In the past, NYK Logistics managed all this freight using clipboards and walkie-talkies. Yard personnel would roam the yard with bar code scanners and pads of paper to keep inventory up to date, sometimes heading to the outskirts of the facility on a bicycle or golf cart. If drivers dropped a container in the wrong slot, NYK was left to conduct a lengthy search.
With volume increasing and valuable real estate in the yard shrinking, NYK started looking for a new yard management solution in 2002. "There was a lot of pressure on the yard space, and manual processes couldn't keep up with the velocity," says Rick Pople, general manager of NYK's Long Beach operations. "We had no other choice--we exhausted all other options and knew we had to embrace technology. In hindsight, we wished that we had made the move sooner."
NYK wanted to increase yard throughput, which would allow it to increase business; process containers in a more timely fashion; and reduce costs through better gate productivity, improved hostler efficiency and elimination of manual yard checks.
The company chose a real-time locating system (RTLS) from WhereNet Corp., which uses active radio tags, yard management software and wireless communication to track equipment.
Pople says NYK investigated several other WhereNet installations before selecting the system. But because of the risks involved in using a relatively new technology, selling the concept of radio frequency tags to upper management was not easy.
"There were a lot of knock-down, drag-out fights," Pople says. "I only came on board in February, and within two weeks, we were in meetings and making a pretty large decision."
The gamble has paid off. Once NYK signed the contract with WhereNet, the system went live in fewer than 75 days. The new system has automated more than 90% of NYK's yard operations, increasing throughput and reducing yard congestion. The faster gate process has cut driver time spent on site for double transactions by 50%. NYK expects a return on investment in less than one year.
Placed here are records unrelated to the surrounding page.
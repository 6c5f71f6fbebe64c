use std::collections::HashSet;
use std::path::{Path, PathBuf};

use secrecy::SecretString;
use serde::{Deserialize, Serialize};
use thiserror::Error;
use tracing::{info, warn};

#[derive(Error, Debug)]
pub enum ConfigError {
    #[error("Failed to read config: {0}")]
    ReadError(String),

    #[error("Failed to parse config: {0}")]
    ParseError(String),

    #[error("Invalid configuration: {0}")]
    ValidationError(String),
}

/// Generation-gate and retry settings.
#[derive(Debug, Clone, Serialize, Deserialize)]
pub struct GenerationConfig {
    #[serde(default = "default_validation_threshold")]
    pub validation_threshold: u8,
    #[serde(default = "default_max_retries")]
    pub max_retries_per_model: u32,
    #[serde(default = "default_local_timeout")]
    pub local_call_timeout_s: u64,
    #[serde(default = "default_cloud_timeout")]
    pub cloud_call_timeout_s: u64,
    #[serde(default = "default_temperature")]
    pub temperature: f32,
    #[serde(default)]
    pub use_validation: bool,
    #[serde(default = "default_cloud_max_tokens")]
    pub cloud_max_tokens: usize,
    #[serde(default = "default_local_context_window")]
    pub local_context_window: usize,
    /// Model ids kept loaded across calls instead of unloaded post-success.
    #[serde(default)]
    pub persistent_models: HashSet<String>,
}

impl Default for GenerationConfig {
    fn default() -> Self {
        Self {
            validation_threshold: default_validation_threshold(),
            max_retries_per_model: default_max_retries(),
            local_call_timeout_s: default_local_timeout(),
            cloud_call_timeout_s: default_cloud_timeout(),
            temperature: default_temperature(),
            use_validation: true,
            cloud_max_tokens: default_cloud_max_tokens(),
            local_context_window: default_local_context_window(),
            persistent_models: HashSet::new(),
        }
    }
}

fn default_validation_threshold() -> u8 {
    80
}
fn default_max_retries() -> u32 {
    2
}
fn default_local_timeout() -> u64 {
    60
}
fn default_cloud_timeout() -> u64 {
    120
}
fn default_temperature() -> f32 {
    0.2
}
fn default_cloud_max_tokens() -> usize {
    4096
}
fn default_local_context_window() -> usize {
    8192
}

/// Pool admission and training-batch trigger settings for C6/C7.
#[derive(Debug, Clone, Serialize, Deserialize)]
pub struct FineTuneConfig {
    #[serde(default = "default_pool_min_score")]
    pub pool_min_score: u8,
    #[serde(default = "default_incremental_batch_threshold")]
    pub incremental_batch_threshold: usize,
    #[serde(default = "default_check_interval")]
    pub check_interval_s: u64,
    #[serde(default)]
    pub hf_training_enabled: bool,
    #[serde(default = "default_lora_rank")]
    pub hf_lora_rank: u32,
    #[serde(default = "default_gradient_accumulation")]
    pub hf_gradient_accumulation: u32,
    /// Graduation bar: real (non-synthetic) examples needed to trust a pool fully.
    #[serde(default = "default_real_graduation_count")]
    pub real_graduation_count: usize,
    #[serde(default = "default_bootstrap_floor")]
    pub bootstrap_floor: usize,
}

impl Default for FineTuneConfig {
    fn default() -> Self {
        Self {
            pool_min_score: default_pool_min_score(),
            incremental_batch_threshold: default_incremental_batch_threshold(),
            check_interval_s: default_check_interval(),
            hf_training_enabled: false,
            hf_lora_rank: default_lora_rank(),
            hf_gradient_accumulation: default_gradient_accumulation(),
            real_graduation_count: default_real_graduation_count(),
            bootstrap_floor: default_bootstrap_floor(),
        }
    }
}

fn default_pool_min_score() -> u8 {
    85
}
fn default_incremental_batch_threshold() -> usize {
    50
}
fn default_check_interval() -> u64 {
    60
}
fn default_lora_rank() -> u32 {
    16
}
fn default_gradient_accumulation() -> u32 {
    8
}
fn default_real_graduation_count() -> usize {
    200
}
fn default_bootstrap_floor() -> usize {
    20
}

/// Character caps enforced by the context builder.
#[derive(Debug, Clone, Serialize, Deserialize)]
pub struct ContextConfig {
    #[serde(default = "default_meeting_notes_cap")]
    pub max_meeting_notes_chars: usize,
    #[serde(default = "default_rag_cap")]
    pub max_rag_chars: usize,
    #[serde(default = "default_min_assembled")]
    pub min_assembled_chars: usize,
}

impl Default for ContextConfig {
    fn default() -> Self {
        Self {
            max_meeting_notes_chars: default_meeting_notes_cap(),
            max_rag_chars: default_rag_cap(),
            min_assembled_chars: default_min_assembled(),
        }
    }
}

fn default_meeting_notes_cap() -> usize {
    8000
}
fn default_rag_cap() -> usize {
    12000
}
fn default_min_assembled() -> usize {
    100
}

/// API credentials for cloud providers, read once at startup. Never logged,
/// never interpolated into a prompt.
#[derive(Clone, Default, Serialize, Deserialize)]
pub struct ProviderCredentials {
    pub openai_api_key: Option<SecretString>,
    pub anthropic_api_key: Option<SecretString>,
    pub gemini_api_key: Option<SecretString>,
    pub groq_api_key: Option<SecretString>,
}

impl std::fmt::Debug for ProviderCredentials {
    fn fmt(&self, f: &mut std::fmt::Formatter<'_>) -> std::fmt::Result {
        f.debug_struct("ProviderCredentials")
            .field("openai_api_key", &self.openai_api_key.as_ref().map(|_| "<redacted>"))
            .field("anthropic_api_key", &self.anthropic_api_key.as_ref().map(|_| "<redacted>"))
            .field("gemini_api_key", &self.gemini_api_key.as_ref().map(|_| "<redacted>"))
            .field("groq_api_key", &self.groq_api_key.as_ref().map(|_| "<redacted>"))
            .finish()
    }
}

impl ProviderCredentials {
    pub fn has_key(&self, provider: crate::model::Provider) -> bool {
        use crate::model::Provider::*;
        match provider {
            OpenAi => self.openai_api_key.is_some(),
            Anthropic => self.anthropic_api_key.is_some(),
            Gemini => self.gemini_api_key.is_some(),
            Groq => self.groq_api_key.is_some(),
            Ollama | HuggingFace => true,
        }
    }

    fn from_env() -> Self {
        use secrecy::SecretString;
        Self {
            openai_api_key: std::env::var("OPENAI_API_KEY").ok().map(SecretString::from),
            anthropic_api_key: std::env::var("ANTHROPIC_API_KEY").ok().map(SecretString::from),
            gemini_api_key: std::env::var("GEMINI_API_KEY").ok().map(SecretString::from),
            groq_api_key: std::env::var("GROQ_API_KEY").ok().map(SecretString::from),
        }
    }
}

/// Logging configuration (shared by the server process and the fine-tuning
/// worker process).
#[derive(Debug, Clone, Serialize, Deserialize)]
pub struct LoggingConfig {
    #[serde(default = "default_log_level")]
    pub level: String,
    #[serde(default = "default_log_format")]
    pub format: String,
}

impl Default for LoggingConfig {
    fn default() -> Self {
        Self {
            level: default_log_level(),
            format: default_log_format(),
        }
    }
}

fn default_log_level() -> String {
    "info".to_string()
}
fn default_log_format() -> String {
    "pretty".to_string()
}

/// Root application configuration. Loaded from `.forge.toml` / environment
/// overrides and shared by every component via [`ConfigManager`].
#[derive(Debug, Clone, Default, Serialize, Deserialize)]
pub struct AppConfig {
    #[serde(default)]
    pub generation: GenerationConfig,
    #[serde(default)]
    pub finetune: FineTuneConfig,
    #[serde(default)]
    pub context: ContextConfig,
    #[serde(default)]
    pub logging: LoggingConfig,
    #[serde(default)]
    pub ollama_url: OllamaUrl,
    #[serde(skip)]
    pub credentials: ProviderCredentials,
}

#[derive(Debug, Clone, Serialize, Deserialize)]
#[serde(transparent)]
pub struct OllamaUrl(pub String);

impl Default for OllamaUrl {
    fn default() -> Self {
        Self("http://localhost:11434".to_string())
    }
}

/// Loads [`AppConfig`] with the precedence: environment variables >
/// `.forge.toml` in the current directory > `~/.forge/config.toml` >
/// built-in defaults.
pub struct ConfigManager {
    config: AppConfig,
    config_path: Option<PathBuf>,
}

impl ConfigManager {
    pub fn load() -> Result<Self, ConfigError> {
        let (mut config, config_path) = Self::load_config_file()?;
        config.credentials = ProviderCredentials::from_env();
        Self::apply_env_overrides(&mut config);
        Self::validate(&config)?;

        info!(
            validation_threshold = config.generation.validation_threshold,
            pool_min_score = config.finetune.pool_min_score,
            "configuration loaded"
        );
        if let Some(path) = &config_path {
            info!(path = %path.display(), "config file");
        }

        Ok(Self { config, config_path })
    }

    fn load_config_file() -> Result<(AppConfig, Option<PathBuf>), ConfigError> {
        let local = Path::new(".forge.toml");
        if local.exists() {
            return Ok((Self::read_toml(local)?, Some(local.to_path_buf())));
        }
        if let Some(home) = dirs::home_dir() {
            let user_config = home.join(".forge").join("config.toml");
            if user_config.exists() {
                return Ok((Self::read_toml(&user_config)?, Some(user_config)));
            }
        }
        info!("no config file found, using defaults");
        Ok((AppConfig::default(), None))
    }

    fn read_toml(path: &Path) -> Result<AppConfig, ConfigError> {
        let content =
            std::fs::read_to_string(path).map_err(|e| ConfigError::ReadError(e.to_string()))?;
        toml::from_str(&content).map_err(|e| ConfigError::ParseError(e.to_string()))
    }

    fn apply_env_overrides(config: &mut AppConfig) {
        if let Ok(url) = std::env::var("FORGE_OLLAMA_URL") {
            config.ollama_url = OllamaUrl(url);
        }
        if let Ok(threshold) = std::env::var("FORGE_VALIDATION_THRESHOLD") {
            if let Ok(v) = threshold.parse() {
                config.generation.validation_threshold = v;
            } else {
                warn!(value = %threshold, "ignoring invalid FORGE_VALIDATION_THRESHOLD");
            }
        }
        if let Ok(level) = std::env::var("RUST_LOG") {
            config.logging.level = level;
        }
    }

    fn validate(config: &AppConfig) -> Result<(), ConfigError> {
        if config.generation.validation_threshold > 100 {
            return Err(ConfigError::ValidationError(
                "generation.validation_threshold must be <= 100".into(),
            ));
        }
        if config.finetune.pool_min_score > 100 {
            return Err(ConfigError::ValidationError(
                "finetune.pool_min_score must be <= 100".into(),
            ));
        }
        match config.logging.level.as_str() {
            "trace" | "debug" | "info" | "warn" | "error" => {}
            other => {
                return Err(ConfigError::ValidationError(format!(
                    "invalid log level: {other}"
                )))
            }
        }
        Ok(())
    }

    pub fn config(&self) -> &AppConfig {
        &self.config
    }

    pub fn config_path(&self) -> Option<&Path> {
        self.config_path.as_deref()
    }
}

#[cfg(test)]
mod tests {
    use super::*;

    #[test]
    fn defaults_match_spec() {
        let config = AppConfig::default();
        assert_eq!(config.generation.validation_threshold, 80);
        assert_eq!(config.finetune.pool_min_score, 85);
        assert_eq!(config.finetune.incremental_batch_threshold, 50);
    }

    #[test]
    fn validation_rejects_threshold_above_100() {
        let mut config = AppConfig::default();
        config.generation.validation_threshold = 150;
        assert!(ConfigManager::validate(&config).is_err());
    }

    #[test]
    fn credentials_are_not_debug_printed() {
        let mut creds = ProviderCredentials::default();
        creds.openai_api_key = Some(SecretString::from("sk-super-secret".to_string()));
        let printed = format!("{:?}", creds);
        assert!(!printed.contains("sk-super-secret"));
    }
}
"One of our requirements was that we had to be done with this by June 1 to give us a cushion before the peak season," says Pople. "We went from nothing to practically landing a guy on the moon in three months."
No More Bottlenecks
As containers or trailers arrive at the gate, each is tagged with an active radio transmitter (called a WhereTag), which lets NYK track each container using a network of 35 WhereNet wireless access points mounted around the yard. These same wireless access points provide the wireless infrastructure for the mobile devices yard workers use to transmit data remotely.
NYK uses WhereNet's WhereSoft Yard 4.0 yard management software. The software controls movement of trailers and containers to dock doors, assigns parking spots in the yard and verifies that trailers and containers being checked out are allowed to leave the yard. NYK uses the rules engine in the software to ensure that the lowest cost carriers are selected first for particular routes, and to minimize detention by processing older containers first.
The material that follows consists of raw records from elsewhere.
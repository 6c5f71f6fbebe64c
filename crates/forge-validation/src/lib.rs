pub mod cleanup;
pub mod code;
pub mod dispatch;
pub mod doc;
pub mod html;
pub mod mermaid;

pub use cleanup::{cleanup, coerce_erd_from_class_diagram};
pub use dispatch::validate_content;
If a container sits idle too long or if a trailer is not picked up on time, the software triggers alerts based on NYK's business rules.
Gate check-ins and check-outs are performed with mobile computers from Symbol Technologies Inc. running WhereNet software. Workers enter information about containers and drivers, swipe the driver's license in a magnetic card reader and then attach the WhereTag to the vehicle. The system matches the load to an advance ship notice and prints a ticket for the driver, providing instructions on where to park the incoming unit and whether or not to pick up another unit. Information from the mobile computer is uploaded to the WhereNet database via the wireless LAN.
"The gate transactions with the drivers are the bottleneck," says Matt Armanino, vice president of business development at WhereNet. "The key goal is to maximize throughput in the yard, and you can do that by speeding up that gate process."
The yard management system is integrated with NYK's existing cargo management system.